== Supplied records ==
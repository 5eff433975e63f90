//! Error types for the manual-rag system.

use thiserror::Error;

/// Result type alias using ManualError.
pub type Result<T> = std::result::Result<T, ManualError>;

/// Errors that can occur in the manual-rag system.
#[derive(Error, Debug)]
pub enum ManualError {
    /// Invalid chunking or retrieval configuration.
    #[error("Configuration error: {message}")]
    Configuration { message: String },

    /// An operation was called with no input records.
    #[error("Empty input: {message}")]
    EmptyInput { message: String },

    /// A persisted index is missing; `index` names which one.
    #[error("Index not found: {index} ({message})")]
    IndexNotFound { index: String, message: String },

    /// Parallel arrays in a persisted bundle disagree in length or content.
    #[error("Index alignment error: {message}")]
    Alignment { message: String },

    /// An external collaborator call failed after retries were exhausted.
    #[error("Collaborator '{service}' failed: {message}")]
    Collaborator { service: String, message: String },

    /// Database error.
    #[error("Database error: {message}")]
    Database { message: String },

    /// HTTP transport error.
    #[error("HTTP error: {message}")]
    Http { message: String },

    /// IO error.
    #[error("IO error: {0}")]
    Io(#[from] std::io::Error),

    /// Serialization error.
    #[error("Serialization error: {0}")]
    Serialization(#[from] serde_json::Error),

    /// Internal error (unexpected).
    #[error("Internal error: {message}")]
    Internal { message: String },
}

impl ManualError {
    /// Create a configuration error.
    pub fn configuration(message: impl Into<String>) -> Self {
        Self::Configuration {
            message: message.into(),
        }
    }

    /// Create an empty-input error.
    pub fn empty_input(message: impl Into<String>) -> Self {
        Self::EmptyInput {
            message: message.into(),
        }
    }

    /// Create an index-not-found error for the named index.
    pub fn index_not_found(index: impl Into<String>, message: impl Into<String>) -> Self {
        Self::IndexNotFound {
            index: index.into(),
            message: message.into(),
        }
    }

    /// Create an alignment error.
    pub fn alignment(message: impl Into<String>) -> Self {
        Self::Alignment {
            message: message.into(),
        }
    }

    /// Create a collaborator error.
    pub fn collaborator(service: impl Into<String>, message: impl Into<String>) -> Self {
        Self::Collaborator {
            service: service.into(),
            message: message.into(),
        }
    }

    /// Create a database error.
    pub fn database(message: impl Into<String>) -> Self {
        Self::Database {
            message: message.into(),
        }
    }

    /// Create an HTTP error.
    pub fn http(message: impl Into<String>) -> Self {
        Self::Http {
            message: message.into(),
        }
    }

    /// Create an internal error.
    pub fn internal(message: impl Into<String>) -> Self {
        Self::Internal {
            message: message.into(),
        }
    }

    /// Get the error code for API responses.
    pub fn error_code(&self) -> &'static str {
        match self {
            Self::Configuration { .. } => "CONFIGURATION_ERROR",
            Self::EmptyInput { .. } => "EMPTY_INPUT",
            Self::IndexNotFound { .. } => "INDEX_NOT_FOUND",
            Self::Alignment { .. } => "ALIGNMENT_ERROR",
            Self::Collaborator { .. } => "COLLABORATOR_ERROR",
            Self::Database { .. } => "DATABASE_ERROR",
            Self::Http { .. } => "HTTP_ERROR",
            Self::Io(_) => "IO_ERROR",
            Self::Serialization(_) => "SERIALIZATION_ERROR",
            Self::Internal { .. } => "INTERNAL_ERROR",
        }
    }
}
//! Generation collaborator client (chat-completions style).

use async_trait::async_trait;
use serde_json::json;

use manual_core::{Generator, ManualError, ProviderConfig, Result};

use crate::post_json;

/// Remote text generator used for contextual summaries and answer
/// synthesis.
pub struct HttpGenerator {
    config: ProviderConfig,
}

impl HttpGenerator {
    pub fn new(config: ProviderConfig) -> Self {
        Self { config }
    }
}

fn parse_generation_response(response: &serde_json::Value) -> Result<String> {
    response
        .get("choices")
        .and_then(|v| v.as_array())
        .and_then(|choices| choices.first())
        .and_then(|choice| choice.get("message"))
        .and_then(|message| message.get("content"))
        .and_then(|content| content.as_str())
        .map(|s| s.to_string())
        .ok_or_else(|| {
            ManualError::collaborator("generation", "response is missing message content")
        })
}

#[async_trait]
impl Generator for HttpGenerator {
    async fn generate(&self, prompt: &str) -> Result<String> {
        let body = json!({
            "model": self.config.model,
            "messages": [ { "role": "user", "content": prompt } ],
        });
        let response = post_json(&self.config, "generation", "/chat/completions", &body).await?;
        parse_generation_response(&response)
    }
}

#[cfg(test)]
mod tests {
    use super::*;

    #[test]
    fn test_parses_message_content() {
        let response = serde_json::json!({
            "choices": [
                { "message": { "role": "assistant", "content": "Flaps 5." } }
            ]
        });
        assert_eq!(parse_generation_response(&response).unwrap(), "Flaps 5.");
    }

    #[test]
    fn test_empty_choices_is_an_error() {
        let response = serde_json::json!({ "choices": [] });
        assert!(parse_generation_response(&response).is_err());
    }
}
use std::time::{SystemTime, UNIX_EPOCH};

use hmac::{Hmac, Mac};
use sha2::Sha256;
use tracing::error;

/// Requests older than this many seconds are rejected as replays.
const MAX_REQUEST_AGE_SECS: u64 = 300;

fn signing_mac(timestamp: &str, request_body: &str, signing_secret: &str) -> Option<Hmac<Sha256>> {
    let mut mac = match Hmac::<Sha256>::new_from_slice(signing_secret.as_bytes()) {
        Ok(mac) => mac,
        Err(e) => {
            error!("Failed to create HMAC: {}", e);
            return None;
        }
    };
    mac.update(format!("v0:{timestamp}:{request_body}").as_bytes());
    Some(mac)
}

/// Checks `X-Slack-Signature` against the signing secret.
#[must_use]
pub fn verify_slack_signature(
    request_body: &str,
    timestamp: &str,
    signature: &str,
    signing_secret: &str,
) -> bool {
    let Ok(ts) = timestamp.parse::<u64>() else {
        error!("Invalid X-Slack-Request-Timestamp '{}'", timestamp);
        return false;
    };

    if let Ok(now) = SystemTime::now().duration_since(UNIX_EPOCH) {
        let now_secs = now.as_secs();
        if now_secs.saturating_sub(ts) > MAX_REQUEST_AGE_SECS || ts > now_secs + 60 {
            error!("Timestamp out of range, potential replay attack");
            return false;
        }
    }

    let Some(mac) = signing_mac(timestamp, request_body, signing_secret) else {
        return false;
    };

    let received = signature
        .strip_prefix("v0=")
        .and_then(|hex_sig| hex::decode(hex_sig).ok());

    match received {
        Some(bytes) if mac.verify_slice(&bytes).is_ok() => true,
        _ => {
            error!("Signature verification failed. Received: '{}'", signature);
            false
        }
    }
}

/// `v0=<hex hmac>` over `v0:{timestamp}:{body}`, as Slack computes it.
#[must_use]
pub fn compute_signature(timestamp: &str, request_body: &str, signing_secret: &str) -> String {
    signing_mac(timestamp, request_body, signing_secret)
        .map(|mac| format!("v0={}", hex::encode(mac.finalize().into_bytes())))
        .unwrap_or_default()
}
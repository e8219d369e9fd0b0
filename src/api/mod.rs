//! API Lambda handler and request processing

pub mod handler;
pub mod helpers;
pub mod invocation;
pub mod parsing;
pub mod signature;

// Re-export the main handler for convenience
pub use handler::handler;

== What is needed ==
Extract all lines from the data in which "IndexNotFound" is found.

== Written answer ==
    IndexNotFound { index: String, message: String },
        Self::IndexNotFound {
            Self::IndexNotFound { .. } => "INDEX_NOT_FOUND",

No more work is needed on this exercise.